閑話 まな姫の幸せの瞬間
里見義堯の承認を受けた後、城内では婚姻に向けた準備が静かに進められた。
桜は、これまで通り影から全体の調整を行う。
書類や日程の確認、家臣への役割分担、そして外部への形式的な連絡まで、全ての段取りを一手に取り仕切る。
まな姫と悠真も、少しずつ城内での共同作業に慣れ、互いの存在を自然と意識するようになる。

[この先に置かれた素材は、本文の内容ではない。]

use bubblepack::viz::{self, PreviewOptions, Shape};
use bubblepack::{CirclePacker, Item, PlacedCircle};
use std::fs;
use std::path::PathBuf;

fn sample_layout() -> Vec<PlacedCircle> {
    let items = vec![
        Item::new("Population", 83_000_000.0).with_color("#1f77b4"),
        Item::new("Exports", 41_000_000.0),
        Item::new("=tiny", 2_000_000.0).with_color("not-a-color"),
    ];
    CirclePacker::default()
        .pack(&items, 400.0, 300.0)
        .unwrap()
        .into_circles()
}

fn write_and_check(circles: &[PlacedCircle], name: &str, opts: &PreviewOptions) -> String {
    let dir = tempfile::tempdir().unwrap();
    let path: PathBuf = dir.path().join(name);
    viz::render_preview(circles, 400.0, 300.0, &path, opts).unwrap();
    let meta = fs::metadata(&path).expect("file created");
    assert!(meta.len() > 0, "{name} has content");
    if name.ends_with(".svg") {
        fs::read_to_string(&path).unwrap()
    } else {
        String::new()
    }
}

#[test]
fn every_shape_renders_to_svg() {
    let circles = sample_layout();
    assert!(!circles.is_empty());
    for (i, shape) in [Shape::Circle, Shape::Square, Shape::Triangle].into_iter().enumerate() {
        let opts = PreviewOptions {
            shape,
            ..PreviewOptions::default()
        };
        let svg = write_and_check(&circles, &format!("shape{i}.svg"), &opts);
        assert!(svg.contains("<svg"));
    }
}

#[test]
fn svg_labels_use_the_item_ids() {
    let circles = sample_layout();
    let svg = write_and_check(&circles, "labels.svg", &PreviewOptions::default());
    assert!(svg.contains("Population"), "largest item should be labelled");
}

#[test]
fn labels_can_be_disabled() {
    let circles = sample_layout();
    let opts = PreviewOptions {
        draw_labels: false,
        ..PreviewOptions::default()
    };
    let svg = write_and_check(&circles, "nolabels.svg", &opts);
    assert!(!svg.contains("<text"));
}

#[test]
fn png_preview_is_written() {
    let circles = sample_layout();
    write_and_check(&circles, "preview.png", &PreviewOptions::default());
}

#[test]
fn empty_layout_still_renders() {
    write_and_check(&[], "empty.svg", &PreviewOptions::default());
}

#[test]
fn non_positive_canvas_is_rejected() {
    let dir = tempfile::tempdir().unwrap();
    let path = dir.path().join("bad.svg");
    assert!(viz::render_preview(&[], 0.0, 100.0, &path, &PreviewOptions::default()).is_err());
}

#[test]
fn long_ids_are_cut_with_an_ellipsis() {
    let circles = vec![PlacedCircle {
        id: "Supercalifragilistic".into(),
        value: 1.0,
        x: 50.0,
        y: 50.0,
        radius: 20.0,
        area: std::f64::consts::PI * 400.0,
        order: 0,
        clamped: false,
        color: None,
        icon: None,
    }];
    let svg = write_and_check(&circles, "truncated.svg", &PreviewOptions::default());
    assert!(svg.contains("Super…"), "expected a truncated label");
    assert!(!svg.contains("Supercalifragilistic"));
}
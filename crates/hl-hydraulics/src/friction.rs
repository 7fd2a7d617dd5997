//! Fireground friction loss: `FL = C × (Q/100)² × (L/100)`.

use crate::catalog::Catalog;
use hl_core::sanitize;
use serde::{Deserialize, Serialize};

/// One run of hose of a single diameter.
#[derive(Debug, Clone, PartialEq, Serialize, Deserialize)]
pub struct HoseSegment {
    /// Diameter label as used in the coefficient table ("1.75", "2.5", ...)
    pub diameter: String,
    pub length_ft: f64,
}

impl HoseSegment {
    pub fn new(diameter: impl Into<String>, length_ft: f64) -> Self {
        Self {
            diameter: diameter.into(),
            length_ft,
        }
    }
}

/// Friction loss in psi for coefficient `c`, flow `gpm` and length `length_ft`.
///
/// Any missing, zero, negative or non-finite input yields 0.
pub fn friction_loss(c: f64, gpm: f64, length_ft: f64) -> f64 {
    let (c, gpm, length_ft) = (sanitize(c), sanitize(gpm), sanitize(length_ft));
    if c == 0.0 || gpm == 0.0 || length_ft == 0.0 {
        return 0.0;
    }
    let q = gpm / 100.0;
    c * q * q * (length_ft / 100.0)
}

/// Sum of friction loss over segments carrying the same flow.
pub fn friction_loss_total(catalog: &Catalog, gpm: f64, segments: &[HoseSegment]) -> f64 {
    segments
        .iter()
        .map(|seg| friction_loss(catalog.coefficient(&seg.diameter), gpm, seg.length_ft))
        .sum()
}
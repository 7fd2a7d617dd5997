//! Practice questions.

use crate::adjust::Adjustment;
use crate::answer::{Expected, Unit};
use crate::bank_eval::Part;
use hl_hydraulics::{Derived, Scenario, ScenarioKind};
use serde::{Deserialize, Serialize};
use std::fmt;

/// A composed question. Immutable once built; grading only reads it.
#[derive(Debug, Clone, PartialEq, Serialize, Deserialize)]
pub struct Question {
    pub scenario: Scenario,
    pub prompt: String,
    pub kind: QuestionKind,
}

#[derive(Debug, Clone, PartialEq, Serialize, Deserialize)]
#[serde(tag = "qKind", rename_all = "SCREAMING_SNAKE_CASE")]
pub enum QuestionKind {
    /// Pump pressure for the layout as drawn.
    Pp { expected: Expected },
    /// Pump pressure after one change to a copy of the layout.
    Adjust {
        adjustment: Adjustment,
        adjusted: Scenario,
        expected: Expected,
    },
    /// An intermediate value instead of the final PDP.
    Reverse {
        target: ReverseTarget,
        expected: Expected,
    },
    /// Can the pump stay within a fixed limit.
    Check { limit_psi: f64, expected: Expected },
    /// Bank template with ordered parts.
    Multi {
        template_id: String,
        chip: Option<String>,
        reveal_lead: Option<String>,
        parts: Vec<Part>,
    },
}

#[derive(Debug, Clone, Copy, PartialEq, Eq, Hash, Serialize, Deserialize)]
#[serde(rename_all = "SCREAMING_SNAKE_CASE")]
pub enum QKind {
    Pp,
    Adjust,
    Reverse,
    Check,
    Multi,
}

impl QKind {
    pub fn label(self) -> &'static str {
        match self {
            QKind::Pp => "PP",
            QKind::Adjust => "ADJUST",
            QKind::Reverse => "REVERSE",
            QKind::Check => "CHECK",
            QKind::Multi => "MULTI",
        }
    }
}

impl fmt::Display for QKind {
    fn fmt(&self, f: &mut fmt::Formatter<'_>) -> fmt::Result {
        f.write_str(self.label())
    }
}

impl Question {
    pub fn q_kind(&self) -> QKind {
        match &self.kind {
            QuestionKind::Pp { .. } => QKind::Pp,
            QuestionKind::Adjust { .. } => QKind::Adjust,
            QuestionKind::Reverse { .. } => QKind::Reverse,
            QuestionKind::Check { .. } => QKind::Check,
            QuestionKind::Multi { .. } => QKind::Multi,
        }
    }

    /// The layout the expected answer was computed on.
    pub fn answered_scenario(&self) -> &Scenario {
        match &self.kind {
            QuestionKind::Adjust { adjusted, .. } => adjusted,
            _ => &self.scenario,
        }
    }

    /// Expected answers in the order responses are submitted.
    pub fn expected_parts(&self) -> Vec<&Expected> {
        match &self.kind {
            QuestionKind::Pp { expected }
            | QuestionKind::Adjust { expected, .. }
            | QuestionKind::Reverse { expected, .. }
            | QuestionKind::Check { expected, .. } => vec![expected],
            QuestionKind::Multi { parts, .. } => parts.iter().map(|p| &p.expected).collect(),
        }
    }

    pub fn part_count(&self) -> usize {
        match &self.kind {
            QuestionKind::Multi { parts, .. } => parts.len(),
            _ => 1,
        }
    }

    /// Per-part prompts for multi-part questions; empty otherwise.
    pub fn part_prompts(&self) -> Vec<&str> {
        match &self.kind {
            QuestionKind::Multi { parts, .. } => parts.iter().map(|p| p.prompt.as_str()).collect(),
            _ => Vec::new(),
        }
    }
}

/// Intermediate quantities a reverse question can ask for.
#[derive(Debug, Clone, Copy, PartialEq, Eq, Hash, Serialize, Deserialize)]
#[serde(rename_all = "snake_case")]
pub enum ReverseTarget {
    MainFrictionLoss,
    TotalFlow,
    HigherBranchNeed,
    PerLineFlow,
    PerLineFrictionLoss,
}

const SINGLE_TARGETS: [ReverseTarget; 1] = [ReverseTarget::MainFrictionLoss];
const WYE_TARGETS: [ReverseTarget; 3] = [
    ReverseTarget::TotalFlow,
    ReverseTarget::MainFrictionLoss,
    ReverseTarget::HigherBranchNeed,
];
const MASTER_TARGETS: [ReverseTarget; 2] =
    [ReverseTarget::PerLineFlow, ReverseTarget::PerLineFrictionLoss];

impl ReverseTarget {
    pub fn candidates(kind: ScenarioKind) -> &'static [ReverseTarget] {
        match kind {
            ScenarioKind::Single => &SINGLE_TARGETS,
            ScenarioKind::Wye2 => &WYE_TARGETS,
            ScenarioKind::Master => &MASTER_TARGETS,
        }
    }

    pub fn unit(self) -> Unit {
        match self {
            ReverseTarget::TotalFlow | ReverseTarget::PerLineFlow => Unit::Gpm,
            ReverseTarget::MainFrictionLoss
            | ReverseTarget::HigherBranchNeed
            | ReverseTarget::PerLineFrictionLoss => Unit::Psi,
        }
    }

    /// Unrounded value read from the derived hydraulics.
    pub fn value(self, derived: &Derived) -> f64 {
        match self {
            ReverseTarget::MainFrictionLoss | ReverseTarget::PerLineFrictionLoss => {
                derived.main_fl_psi()
            }
            ReverseTarget::TotalFlow => derived.total_flow_gpm,
            ReverseTarget::HigherBranchNeed => derived.higher_need().map_or(0.0, |n| n.need_psi),
            ReverseTarget::PerLineFlow => derived.per_line_gpm().unwrap_or(0.0),
        }
    }

    pub fn ask(self) -> &'static str {
        match self {
            ReverseTarget::MainFrictionLoss => "What is the friction loss in the main line?",
            ReverseTarget::TotalFlow => "What total flow does the main line carry to the wye?",
            ReverseTarget::HigherBranchNeed => {
                "What pressure does the harder branch need at the wye (nozzle pressure plus its friction loss)?"
            }
            ReverseTarget::PerLineFlow => "How much flow does each supply line carry?",
            ReverseTarget::PerLineFrictionLoss => {
                "What is the friction loss in the governing (longer) supply line?"
            }
        }
    }

    pub fn label(self) -> &'static str {
        match self {
            ReverseTarget::MainFrictionLoss => "main line friction loss",
            ReverseTarget::TotalFlow => "total flow",
            ReverseTarget::HigherBranchNeed => "higher branch need",
            ReverseTarget::PerLineFlow => "flow per supply line",
            ReverseTarget::PerLineFrictionLoss => "supply line friction loss",
        }
    }
}

#[cfg(test)]
mod tests {
    use super::*;
    use hl_hydraulics::{Calculator, Catalog, ElevationRule, Nozzle, SingleLine};

    fn single() -> Scenario {
        Scenario::Single(SingleLine {
            main_diameter: "1.75".into(),
            main_length_ft: 200.0,
            elevation_ft: 0.0,
            nozzle: Nozzle::new("15/16\" smooth bore", 185.0, 50.0),
        })
    }

    #[test]
    fn q_kind_tag_is_screaming_case() {
        let q = Question {
            scenario: single(),
            prompt: "p".into(),
            kind: QuestionKind::Check {
                limit_psi: 150.0,
                expected: Expected::yes_no(false),
            },
        };
        let json = serde_json::to_value(&q).unwrap();
        assert_eq!(json["kind"]["qKind"], "CHECK");
        assert_eq!(q.q_kind(), QKind::Check);
        assert_eq!(q.part_count(), 1);
        let back: Question = serde_json::from_value(json).unwrap();
        assert_eq!(back, q);
    }

    #[test]
    fn reverse_targets_fit_topology() {
        assert_eq!(
            ReverseTarget::candidates(ScenarioKind::Single),
            &[ReverseTarget::MainFrictionLoss]
        );
        assert!(ReverseTarget::candidates(ScenarioKind::Wye2).contains(&ReverseTarget::HigherBranchNeed));
        assert!(ReverseTarget::candidates(ScenarioKind::Master).contains(&ReverseTarget::PerLineFlow));
    }

    #[test]
    fn reverse_value_reads_derived() {
        let catalog = Catalog::standard();
        let calc = Calculator::new(&catalog, ElevationRule::LineEditor);
        let derived = calc.derive(&single());
        let fl = ReverseTarget::MainFrictionLoss.value(&derived);
        assert!((fl - 106.0975).abs() < 1e-9);
        assert_eq!(ReverseTarget::PerLineFlow.value(&derived), 0.0);
    }
}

高橋忠清は息子の悠真に向かい、落ち着いた声で言った。
「悠真、まな姫殿のため、そして里見家のために誠意を尽くすのだぞ」
悠真は深く頷き、心の中で固く誓う。
(まな姫殿を支える。どんな困難も共に乗り越える――それが自分の役目だ)
まな姫は、父上や桜の助言を受けながら、少しずつ緊張を解いていく。
(……これから先、私が歩む道も、悠真殿とならきっと大丈夫……)
そして婚姻の日、城の大広間は装飾が整えられ、家臣たちや関係者が揃う。
まな姫は美しく着飾り、控えめに微笑む。
悠真も正装に身を包み、誠実な表情でまな姫の方を見つめる。
義堯は堂々と二人を前に立たせる。
「本日、まな姫と高橋悠真の婚姻を、里見家として正式に認める」
家臣たちは深く頭を下げ、祝意を示す。
桜は少し離れた場所から静かに見守る。
(……長い間、計画を練り、双方の気持ちを守ってきた……ついに、この日が来たのだ……)
まな姫は悠真の手にそっと触れ、目を合わせる。
悠真は微笑み返し、軽く頭を下げる。
大広間には、静かだが確かな祝福の空気が漂う。
両家の家臣たちの温かい視線が、二人を包み込む。
式は厳粛でありながら、どこか穏やかな喜びに満ちていた。
桜は心の中で、これまでの努力と計算が双方の幸福に結実したことを静かに噛み締める。
(……これで、里見家の未来も、まな姫と悠真の未来も、守られた……あとは二人が自分たちで歩む道……)
大広間の扉が開かれ、外に集まった城内の人々から祝福の声が上がる。
まな姫は初めて心からの笑顔を見せ、悠真もまた、その笑顔を優しく見つめる。
二人の手は、もう離れないことを互いに確認したかのように、しっかりと結ばれていた。